Let your attorney know about any annual bonuses that you expect. Even a bonus of $5,000 could add almost $1,000 per month to your monthly average if you don’t file at the right time.
When you complete your 341 meeting doesn’t really matter; the only thing to plan for is when you file for Chapter 7 bankruptcy. Your 341 meeting is going to occur four to five weeks after your filing date, while the court is only going to look at what you received prior to the date you filed. They won’t generally look at what you receive after this date, with the exception of a tax refund.
There are always advantages to filing well before tax season. Once you get into January, your entire tax refund will be the property of the bankruptcy estate. It won’t be a pro-rated portion. And when you do get your tax return, the trustee of the estate is going to want to know how you spent your tax refund. In their mind, that money belongs to the trustee and should go to your creditors.
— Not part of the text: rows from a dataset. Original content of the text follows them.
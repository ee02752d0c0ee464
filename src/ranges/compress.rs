//! Interval Compressor
//!
//! Drops intervals whose value is `false` and merges touching intervals that
//! carry exactly equal values.

use crate::query::{QueryError, QueryResult};
use crate::ranges::Interval;
use std::iter::FusedIterator;

/// Compress an interval stream
///
/// A pending interval is flushed before a terminal error is forwarded;
/// nothing follows the error.
pub fn compress<I>(ranges: I) -> Compress<I::IntoIter>
where
    I: IntoIterator<Item = QueryResult<Interval>>,
{
    Compress {
        inner: ranges.into_iter(),
        pending: None,
        failed: None,
        done: false,
    }
}

/// Iterator returned by [`compress`]
pub struct Compress<I> {
    inner: I,
    pending: Option<Interval>,
    failed: Option<QueryError>,
    done: bool,
}

impl<I> Iterator for Compress<I>
where
    I: Iterator<Item = QueryResult<Interval>>,
{
    type Item = QueryResult<Interval>;

    fn next(&mut self) -> Option<Self::Item> {
        if let Some(e) = self.failed.take() {
            self.done = true;
            return Some(Err(e));
        }
        if self.done {
            return None;
        }

        loop {
            match self.inner.next() {
                Some(Ok(current)) => {
                    if current.value.is_false() {
                        continue;
                    }
                    match self.pending.take() {
                        Some(mut previous)
                            if previous.end == current.start
                                && previous.value == current.value =>
                        {
                            previous.end = current.end;
                            self.pending = Some(previous);
                        }
                        Some(previous) => {
                            self.pending = Some(current);
                            return Some(Ok(previous));
                        }
                        None => self.pending = Some(current),
                    }
                }
                Some(Err(e)) => match self.pending.take() {
                    Some(previous) => {
                        self.failed = Some(e);
                        return Some(Ok(previous));
                    }
                    None => {
                        self.done = true;
                        return Some(Err(e));
                    }
                },
                None => {
                    self.done = true;
                    return self.pending.take().map(Ok);
                }
            }
        }
    }
}

impl<I> FusedIterator for Compress<I> where I: Iterator<Item = QueryResult<Interval>> {}

#[cfg(test)]
mod tests {
    use super::*;
    use crate::query::EvaluationError;
    use crate::ranges::Value;

    fn ok(intervals: &[Interval]) -> Vec<QueryResult<Interval>> {
        intervals.iter().copied().map(Ok).collect()
    }

    fn compressed(intervals: &[Interval]) -> Vec<Interval> {
        compress(ok(intervals)).map(|r| r.unwrap()).collect()
    }

    #[test]
    fn test_drops_false_and_merges_true() {
        let stream = [
            Interval::new(0, 10, false),
            Interval::new(10, 15, true),
            Interval::new(15, 20, false),
            Interval::new(20, 30, false),
        ];
        assert_eq!(compressed(&stream), vec![Interval::new(10, 15, true)]);

        let stream = [
            Interval::new(0, 5, true),
            Interval::new(5, 10, true),
            Interval::new(10, 12, false),
            Interval::new(12, 20, true),
        ];
        assert_eq!(
            compressed(&stream),
            vec![Interval::new(0, 10, true), Interval::new(12, 20, true)]
        );
    }

    #[test]
    fn test_merges_equal_numbers_only() {
        let stream = [
            Interval::new(0, 5, 1.0),
            Interval::new(5, 10, 1.0),
            Interval::new(10, 20, 2.0),
            Interval::new(20, 30, 0.0),
        ];
        assert_eq!(
            compressed(&stream),
            vec![
                Interval::new(0, 10, 1.0),
                Interval::new(10, 20, 2.0),
                Interval::new(20, 30, 0.0),
            ]
        );

        // 1.0 and true never merge
        let stream = [Interval::new(0, 5, 1.0), Interval::new(5, 10, true)];
        assert_eq!(compressed(&stream).len(), 2);
    }

    #[test]
    fn test_idempotent() {
        let stream = [
            Interval::new(0, 3, true),
            Interval::new(3, 7, true),
            Interval::new(7, 9, false),
            Interval::new(9, 11, 4.0),
            Interval::new(11, 13, 4.0),
            Interval::new(13, 20, true),
        ];
        let once = compressed(&stream);
        let twice: Vec<Interval> = compress(compress(ok(&stream)))
            .map(|r| r.unwrap())
            .collect();
        assert_eq!(once, twice);
        assert!(once.iter().all(|i| i.value != Value::Bool(false)));
    }

    #[test]
    fn test_empty() {
        assert!(compressed(&[]).is_empty());
        assert!(compressed(&[Interval::new(0, 10, false)]).is_empty());
    }

    #[test]
    fn test_flushes_before_error() {
        let mut stream = ok(&[Interval::new(0, 5, true), Interval::new(5, 10, true)]);
        stream.push(Err(EvaluationError::DivisionByZero { start: 10, end: 20 }.into()));
        stream.push(Ok(Interval::new(20, 30, true)));

        let out: Vec<_> = compress(stream).collect();
        assert_eq!(out.len(), 2);
        assert_eq!(out[0].as_ref().unwrap(), &Interval::new(0, 10, true));
        assert!(matches!(
            out[1],
            Err(QueryError::Evaluation(EvaluationError::DivisionByZero { .. }))
        ));
    }

    proptest::prop_compose! {
        /// Touching intervals from 0 with a handful of repeating values
        fn arb_stream()(
            steps in proptest::collection::vec((1i64..10, 0usize..5), 0..40),
        ) -> Vec<Interval> {
            let choices = [
                Value::Bool(false),
                Value::Bool(true),
                Value::Number(0.0),
                Value::Number(1.0),
                Value::Number(2.0),
            ];
            let mut start = 0;
            steps
                .into_iter()
                .map(|(length, choice)| {
                    let interval = Interval::new(start, start + length, choices[choice]);
                    start += length;
                    interval
                })
                .collect()
        }
    }

    proptest::proptest! {
        #[test]
        fn compress_is_idempotent(stream in arb_stream()) {
            let once = compressed(&stream);
            assert_eq!(compressed(&once), once);
        }

        #[test]
        fn compress_keeps_every_value_but_false(stream in arb_stream()) {
            let once = compressed(&stream);
            assert!(once.iter().all(|i| !i.value.is_false()));
            for pair in once.windows(2) {
                assert!(pair[0].end <= pair[1].start);
                assert!(pair[0].end < pair[1].start || pair[0].value != pair[1].value);
            }

            let kept = |intervals: &[Interval]| -> i64 {
                intervals
                    .iter()
                    .filter(|i| !i.value.is_false())
                    .map(|i| i.end - i.start)
                    .sum()
            };
            assert_eq!(kept(&once[..]), kept(&stream[..]));
        }
    }
}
The trustee will ask what you spent that money on. Did you spend it on plastic surgery, for example? Did you buy something you wanted, but didn’t need?
This makes the first three to four months of the year a bit of a balancing act. You don’t want to lose your refund, but on the other hand, you don’t want a trustee to be irritated with how you spent your refund. It can become complicated, and speaking with a bankruptcy attorney well ahead of time is best.
In the past, bankruptcy filings were often reduced once the Thanksgiving season rolled around. Today, for many families, holiday stress sometimes highlights how much debt they are truly in and pushes them to file.
While you can legally file at any time of the year, your tax returns are more relevant for the next year. Still, it’s important to remember that the biggest factor to consider isn’t when you file, but rather if your income level qualifies you for Chapter 7 to begin with.